Amiga bitmap fonts are stored as binary load modules. This
makes it easy to convert them to an object module that can
be linked into your code.
USAGE
Font2Obj FONT font/size TO module.o SYMBOL _mydfh NAME data
The FONT parameter is just a filename in FONTS: (can be absolute
too) that refers to an Amiga font bitmap (can also be a bitmap
generated by Intellifont/Fountain).
TO specifies the output file.
SYMBOL is the name of the data structure that you can refer to
in your own code. For C usage it should begin with an underscore.

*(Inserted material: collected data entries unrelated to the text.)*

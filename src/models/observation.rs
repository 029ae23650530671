use serde::{Deserialize, Serialize};

/// The eight raw measurements collected for one prediction, in clinical units.
#[derive(Debug, Clone, Copy, PartialEq, Serialize, Deserialize)]
pub struct Measurements {
    pub pregnancies: f64,
    /// mg/dL
    pub glucose: f64,
    /// mmHg
    pub blood_pressure: f64,
    /// mm
    pub skin_thickness: f64,
    /// µU/mL
    pub insulin: f64,
    /// kg/m²
    pub bmi: f64,
    pub diabetes_pedigree_function: f64,
    /// years
    pub age: f64,
}

impl Measurements {
    /// Values in the same order as `FIELD_BOUNDS` and the first eight model features.
    pub fn values(&self) -> [f64; 8] {
        [
            self.pregnancies,
            self.glucose,
            self.blood_pressure,
            self.skin_thickness,
            self.insulin,
            self.bmi,
            self.diabetes_pedigree_function,
            self.age,
        ]
    }
}

/// A validated set of measurements plus the derived features.
///
/// Only the feature engineer constructs one, so every instance has passed
/// range validation. Deserialization re-runs that validation.
#[derive(Debug, Clone, Copy, PartialEq, Serialize, Deserialize)]
#[serde(try_from = "Measurements", into = "Measurements")]
pub struct ClinicalObservation {
    measurements: Measurements,
    bmi_age_product: f64,
    glucose_insulin_ratio: f64,
}

impl ClinicalObservation {
    pub(crate) fn new(
        measurements: Measurements,
        bmi_age_product: f64,
        glucose_insulin_ratio: f64,
    ) -> Self {
        Self {
            measurements,
            bmi_age_product,
            glucose_insulin_ratio,
        }
    }

    pub fn measurements(&self) -> &Measurements {
        &self.measurements
    }

    pub fn glucose(&self) -> f64 {
        self.measurements.glucose
    }

    pub fn bmi(&self) -> f64 {
        self.measurements.bmi
    }

    pub fn age(&self) -> f64 {
        self.measurements.age
    }

    pub fn blood_pressure(&self) -> f64 {
        self.measurements.blood_pressure
    }

    pub fn insulin(&self) -> f64 {
        self.measurements.insulin
    }

    pub fn bmi_age_product(&self) -> f64 {
        self.bmi_age_product
    }

    pub fn glucose_insulin_ratio(&self) -> f64 {
        self.glucose_insulin_ratio
    }
}

impl From<ClinicalObservation> for Measurements {
    fn from(observation: ClinicalObservation) -> Self {
        observation.measurements
    }
}
use std::path::{Path, PathBuf};

use figment::{
    providers::{Env, Format, Serialized, Toml},
    Figment,
};
use serde::{Deserialize, Serialize};
use thiserror::Error;

use crate::pipeline::knowledge::chunker::{DEFAULT_CHUNK_CHARS, DEFAULT_OVERLAP_CHARS};

/// Application-level constants
pub const APP_NAME: &str = "Glycoscope";
pub const APP_VERSION: &str = env!("CARGO_PKG_VERSION");

/// Prefix for environment overrides, `__` separates nested sections
/// (`GLYCOSCOPE_LLM__MODEL` -> `llm.model`).
pub const ENV_PREFIX: &str = "GLYCOSCOPE_";

/// Project-local settings file, looked up in the working directory.
pub const LOCAL_CONFIG_FILE: &str = "glycoscope.toml";

/// Default tracing filter when `RUST_LOG` is unset.
pub fn default_log_filter() -> &'static str {
    "glycoscope_lib=info,glycoscope=info,warn"
}

/// Get the application data directory (`<data dir>/glycoscope`).
pub fn app_data_dir() -> PathBuf {
    dirs::data_dir()
        .or_else(dirs::home_dir)
        .unwrap_or_else(|| PathBuf::from("."))
        .join("glycoscope")
}

fn global_config_path() -> Option<PathBuf> {
    dirs::config_dir().map(|p| p.join("glycoscope").join("config.toml"))
}

#[derive(Error, Debug)]
pub enum ConfigError {
    #[error("Configuration error: {0}")]
    Figment(#[from] figment::Error),

    #[error("Invalid configuration value for '{field}': {reason}")]
    InvalidValue { field: String, reason: String },
}

// ═══════════════════════════════════════════════════════════
// Settings
// ═══════════════════════════════════════════════════════════

#[derive(Debug, Clone, Default, PartialEq, Serialize, Deserialize)]
pub struct Settings {
    #[serde(default)]
    pub paths: PathSettings,
    #[serde(default)]
    pub llm: LlmSettings,
    #[serde(default)]
    pub training: TrainingSettings,
    #[serde(default)]
    pub chat: ChatSettings,
}

#[derive(Debug, Clone, PartialEq, Serialize, Deserialize)]
#[serde(default)]
pub struct PathSettings {
    pub data_dir: PathBuf,
}

impl Default for PathSettings {
    fn default() -> Self {
        Self {
            data_dir: app_data_dir(),
        }
    }
}

impl PathSettings {
    pub fn database_path(&self) -> PathBuf {
        self.data_dir.join("glycoscope.db")
    }

    /// Root of the versioned model artifact bundles.
    pub fn model_dir(&self) -> PathBuf {
        self.data_dir.join("model")
    }

    /// Per-assessment report and chart outputs.
    pub fn reports_dir(&self) -> PathBuf {
        self.data_dir.join("reports")
    }
}

/// OpenAI-compatible chat completion service used for narratives and chat.
#[derive(Debug, Clone, PartialEq, Serialize, Deserialize)]
#[serde(default)]
pub struct LlmSettings {
    pub base_url: String,
    pub api_key: Option<String>,
    pub model: String,
    pub report_temperature: f32,
    pub chat_temperature: f32,
    pub max_tokens: u32,
    pub timeout_secs: u64,
    pub retry_backoff_ms: u64,
}

impl Default for LlmSettings {
    fn default() -> Self {
        Self {
            base_url: "https://api.groq.com/openai/v1".into(),
            api_key: None,
            model: "llama-3.1-8b-instant".into(),
            report_temperature: 0.4,
            chat_temperature: 0.15,
            max_tokens: 700,
            timeout_secs: 30,
            retry_backoff_ms: 750,
        }
    }
}

/// Split and acceptance thresholds for the offline training run.
#[derive(Debug, Clone, PartialEq, Serialize, Deserialize)]
#[serde(default)]
pub struct TrainingSettings {
    pub test_fraction: f64,
    pub seed: u64,
    pub min_accuracy: f64,
    pub min_precision: f64,
    pub min_recall: f64,
    pub min_f1: f64,
}

impl Default for TrainingSettings {
    fn default() -> Self {
        Self {
            test_fraction: 0.2,
            seed: 42,
            min_accuracy: 0.70,
            min_precision: 0.55,
            min_recall: 0.50,
            min_f1: 0.55,
        }
    }
}

#[derive(Debug, Clone, PartialEq, Serialize, Deserialize)]
#[serde(default)]
pub struct ChatSettings {
    pub top_k: usize,
    pub history_turns: usize,
    pub fetch_timeout_secs: u64,
    /// Knowledge document chunk window, in chars.
    pub chunk_chars: usize,
    pub chunk_overlap_chars: usize,
}

impl Default for ChatSettings {
    fn default() -> Self {
        Self {
            top_k: 4,
            history_turns: 5,
            fetch_timeout_secs: 10,
            chunk_chars: DEFAULT_CHUNK_CHARS,
            chunk_overlap_chars: DEFAULT_OVERLAP_CHARS,
        }
    }
}

impl Settings {
    /// Load from defaults, the user and project TOML files, then `GLYCOSCOPE_*`
    /// environment variables (highest priority). A `.env` file in the working
    /// directory is applied to the process environment first.
    pub fn load() -> Result<Self, ConfigError> {
        let _ = dotenvy::dotenv();
        let settings: Settings = Self::figment().extract()?;
        settings.validate()?;
        Ok(settings.with_fallback_api_key())
    }

    /// Provider chain, public so callers can layer extra providers on top.
    pub fn figment() -> Figment {
        let mut figment = Figment::from(Serialized::defaults(Self::default()));

        if let Some(global_path) = global_config_path() {
            if global_path.exists() {
                figment = figment.merge(Toml::file(global_path));
            }
        }

        let local_path = Path::new(LOCAL_CONFIG_FILE);
        if local_path.exists() {
            figment = figment.merge(Toml::file(local_path));
        }

        figment.merge(Env::prefixed(ENV_PREFIX).split("__"))
    }

    pub fn validate(&self) -> Result<(), ConfigError> {
        let split = self.training.test_fraction;
        if !(split > 0.0 && split < 1.0) {
            return Err(ConfigError::InvalidValue {
                field: "training.test_fraction".into(),
                reason: format!("must be strictly between 0 and 1, got {split}"),
            });
        }
        if self.chat.top_k == 0 {
            return Err(ConfigError::InvalidValue {
                field: "chat.top_k".into(),
                reason: "must be at least 1".into(),
            });
        }
        if self.chat.chunk_overlap_chars >= self.chat.chunk_chars {
            return Err(ConfigError::InvalidValue {
                field: "chat.chunk_overlap_chars".into(),
                reason: format!(
                    "must be smaller than chat.chunk_chars ({})",
                    self.chat.chunk_chars
                ),
            });
        }
        Ok(())
    }

    /// Hosted deployments commonly export the provider key as `GROQ_API_KEY`.
    fn with_fallback_api_key(mut self) -> Self {
        if self.llm.api_key.is_none() {
            self.llm.api_key = std::env::var("GROQ_API_KEY").ok().filter(|k| !k.is_empty());
        }
        self
    }
}
//! Risk scoring against the serving artifact bundle.
//!
//! The scorer is loaded once and shared as `Arc<RiskScorer>`; it has no
//! interior mutability, so concurrent requests need no locking.

use std::path::Path;

use chrono::Utc;
use rusqlite::Connection;
use serde::{Deserialize, Serialize};
use thiserror::Error;
use uuid::Uuid;

use crate::db::{self, DatabaseError};
use crate::models::{AuditEntry, ClinicalObservation, RiskAssessment, RiskLabel};
use crate::pipeline::features::feature_vector;
use crate::pipeline::model::artifact::{load_current, ArtifactBundle};
use crate::pipeline::model::{GradientBoostedClassifier, ModelError, StandardScaler};

#[derive(Error, Debug)]
pub enum ScoringError {
    #[error("Risk model unavailable: {0}")]
    ModelUnavailable(#[from] ModelError),

    #[error("Could not record assessment: {0}")]
    Persistence(#[from] DatabaseError),
}

#[derive(Debug, Clone, Copy, PartialEq, Serialize, Deserialize)]
pub struct ScoreResult {
    pub probability: f64,
    pub label: RiskLabel,
    pub confidence_percent: f64,
}

/// `round(max(p, 1 - p) × 100)`.
pub fn confidence_percent(probability: f64) -> f64 {
    (probability.max(1.0 - probability) * 100.0).round()
}

/// Where a finished assessment and its audit record are written.
pub trait AssessmentSink {
    fn record(
        &self,
        assessment: &RiskAssessment,
        observation: &ClinicalObservation,
        audit: &AuditEntry,
    ) -> Result<(), DatabaseError>;
}

/// Writes the assessment and its audit entry in one transaction.
pub struct SqliteAssessmentSink<'a> {
    conn: &'a Connection,
}

impl<'a> SqliteAssessmentSink<'a> {
    pub fn new(conn: &'a Connection) -> Self {
        Self { conn }
    }
}

impl AssessmentSink for SqliteAssessmentSink<'_> {
    fn record(
        &self,
        assessment: &RiskAssessment,
        observation: &ClinicalObservation,
        audit: &AuditEntry,
    ) -> Result<(), DatabaseError> {
        let tx = self.conn.unchecked_transaction()?;
        db::insert_assessment(&tx, assessment, observation)?;
        db::insert_audit_entry(&tx, audit)?;
        tx.commit()?;
        Ok(())
    }
}

pub struct RiskScorer {
    scaler: StandardScaler,
    classifier: GradientBoostedClassifier,
    model_version: String,
}

impl RiskScorer {
    /// Load and verify the serving bundle under `model_root`.
    pub fn load(model_root: &Path) -> Result<Self, ScoringError> {
        let bundle = load_current(model_root)?;
        tracing::info!(
            version = %bundle.metadata.model_version,
            trees = bundle.classifier.trees.len(),
            "Risk model loaded"
        );
        Ok(Self::from_bundle(bundle))
    }

    pub fn from_bundle(bundle: ArtifactBundle) -> Self {
        Self {
            scaler: bundle.scaler,
            classifier: bundle.classifier,
            model_version: bundle.metadata.model_version,
        }
    }

    pub fn model_version(&self) -> &str {
        &self.model_version
    }

    pub fn score(&self, observation: &ClinicalObservation) -> ScoreResult {
        let scaled = self.scaler.transform(&feature_vector(observation));
        let probability = self.classifier.predict_proba(&scaled).clamp(0.0, 1.0);
        ScoreResult {
            probability,
            label: RiskLabel::from_probability(probability),
            confidence_percent: confidence_percent(probability),
        }
    }

    /// Score, stamp, and record one assessment with its audit entry.
    pub fn assess(
        &self,
        observation: &ClinicalObservation,
        requested_by: &str,
        sink: &dyn AssessmentSink,
    ) -> Result<RiskAssessment, ScoringError> {
        let result = self.score(observation);
        let now = Utc::now();
        let assessment = RiskAssessment {
            id: Uuid::new_v4(),
            probability: result.probability,
            label: result.label,
            confidence_percent: result.confidence_percent,
            model_version: self.model_version.clone(),
            created_at: now,
            requested_by: requested_by.to_string(),
        };
        let audit = AuditEntry {
            timestamp: now,
            user_id: requested_by.to_string(),
            action: "risk_assessment".into(),
            entity_type: "assessment".into(),
            entity_id: assessment.id.to_string(),
        };
        sink.record(&assessment, observation, &audit)?;

        tracing::info!(
            assessment_id = %assessment.id,
            label = assessment.label.as_str(),
            confidence = assessment.confidence_percent,
            "Risk assessment recorded"
        );
        Ok(assessment)
    }
}

#[cfg(test)]
mod tests {
    use super::*;
    use crate::db::sqlite::open_memory_database;
    use crate::pipeline::features::tests::sample_observation;
    use crate::pipeline::model::artifact::tests::install_constant_bundle;
    use std::sync::Arc;

    fn scorer_with_probability(p: f64) -> (tempfile::TempDir, RiskScorer) {
        let dir = tempfile::tempdir().unwrap();
        install_constant_bundle(dir.path(), p);
        let scorer = RiskScorer::load(dir.path()).unwrap();
        (dir, scorer)
    }

    #[test]
    fn scores_fixed_probability() {
        let (_dir, scorer) = scorer_with_probability(0.82);
        let result = scorer.score(&sample_observation());
        assert!((result.probability - 0.82).abs() < 1e-9);
        assert_eq!(result.label, RiskLabel::Diabetic);
        assert_eq!(result.confidence_percent, 82.0);
    }

    #[test]
    fn exact_half_is_diabetic() {
        let (_dir, scorer) = scorer_with_probability(0.5);
        let result = scorer.score(&sample_observation());
        assert_eq!(result.probability, 0.5);
        assert_eq!(result.label, RiskLabel::Diabetic);
        assert_eq!(result.confidence_percent, 50.0);
    }

    #[test]
    fn low_probability_confidence_uses_complement() {
        let (_dir, scorer) = scorer_with_probability(0.1);
        let result = scorer.score(&sample_observation());
        assert_eq!(result.label, RiskLabel::NonDiabetic);
        assert_eq!(result.confidence_percent, 90.0);
    }

    #[test]
    fn missing_bundle_is_model_unavailable() {
        let dir = tempfile::tempdir().unwrap();
        assert!(matches!(
            RiskScorer::load(dir.path()),
            Err(ScoringError::ModelUnavailable(_))
        ));
    }

    #[test]
    fn assess_writes_assessment_and_audit() {
        let (_dir, scorer) = scorer_with_probability(0.82);
        let conn = open_memory_database().unwrap();
        let observation = sample_observation();

        let assessment = scorer
            .assess(&observation, "alice", &SqliteAssessmentSink::new(&conn))
            .unwrap();

        let stored = db::get_assessment(&conn, &assessment.id).unwrap().unwrap();
        assert_eq!(stored.assessment, assessment);
        assert_eq!(stored.observation, observation);

        let audit = db::query_audit_by_user(&conn, "alice").unwrap();
        assert_eq!(audit.len(), 1);
        assert_eq!(audit[0].entity_id, assessment.id.to_string());
    }

    #[test]
    fn shared_scorer_is_consistent_across_threads() {
        let (_dir, scorer) = scorer_with_probability(0.67);
        let scorer = Arc::new(scorer);
        let observation = sample_observation();
        let expected = scorer.score(&observation);

        std::thread::scope(|s| {
            let handles: Vec<_> = (0..8)
                .map(|_| {
                    let scorer = Arc::clone(&scorer);
                    s.spawn(move || {
                        (0..50).map(|_| scorer.score(&observation)).collect::<Vec<_>>()
                    })
                })
                .collect();
            for handle in handles {
                for result in handle.join().unwrap() {
                    assert_eq!(result, expected);
                }
            }
        });
    }
}
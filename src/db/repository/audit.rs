use rusqlite::{params, Connection};

use super::{format_timestamp, parse_timestamp};
use crate::db::DatabaseError;
use crate::models::AuditEntry;

pub fn insert_audit_entry(conn: &Connection, entry: &AuditEntry) -> Result<(), DatabaseError> {
    conn.execute(
        "INSERT INTO audit_log (timestamp, user_id, action, entity_type, entity_id)
         VALUES (?1, ?2, ?3, ?4, ?5)",
        params![
            format_timestamp(&entry.timestamp),
            entry.user_id,
            entry.action,
            entry.entity_type,
            entry.entity_id,
        ],
    )?;
    Ok(())
}

/// Entries for one user, newest first.
pub fn query_audit_by_user(
    conn: &Connection,
    user_id: &str,
) -> Result<Vec<AuditEntry>, DatabaseError> {
    let mut stmt = conn.prepare(
        "SELECT timestamp, user_id, action, entity_type, entity_id FROM audit_log
         WHERE user_id = ?1
         ORDER BY id DESC",
    )?;
    let rows = stmt
        .query_map(params![user_id], |row| {
            Ok((
                row.get::<_, String>(0)?,
                row.get::<_, String>(1)?,
                row.get::<_, String>(2)?,
                row.get::<_, String>(3)?,
                row.get::<_, String>(4)?,
            ))
        })?
        .collect::<Result<Vec<_>, _>>()?;

    rows.into_iter()
        .map(|(timestamp, user_id, action, entity_type, entity_id)| {
            Ok(AuditEntry {
                timestamp: parse_timestamp("timestamp", &timestamp)?,
                user_id,
                action,
                entity_type,
                entity_id,
            })
        })
        .collect()
}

The default name is _the_font_hunk.
NAME is the name of the hunk. A linker will usually merge all
hunks with the same name into a single block. The default is
__MERGED which is the name of the SAS C near data segment, any
other name requires that you declare the symbol as __far.
EXAMPLE
font2obj garnet/9 TO garnet9.o SYMBOL _garnet9_dfh
When you link with garnet9.o you can refer to the symbol _garnet9_dfh
as:
#include <libraries/diskfont.h>
extern struct DiskFontHeader garnet9_dfh;
struct TextFont *tf = &garnet9_dfh.dfh_TF;
It is possible to select this font with:
SetFont(rp, tf);
Do not call CloseFont on that font as you did not use OpenFont or
OpenDiskFont to access it in the beginning.
BUGS
font2obj does not yet understand all possible Amiga load files
while font bitmaps, in theory, can be arbitrary load files.
To be exact, you can have CODE and DATA hunks (which gets copied
to a DATA hunk) and RELOC32 hunks. The symbol created points to
offset 4 of the first data or code hunk in the font file (which
happens to be a struct DiskFontHeader).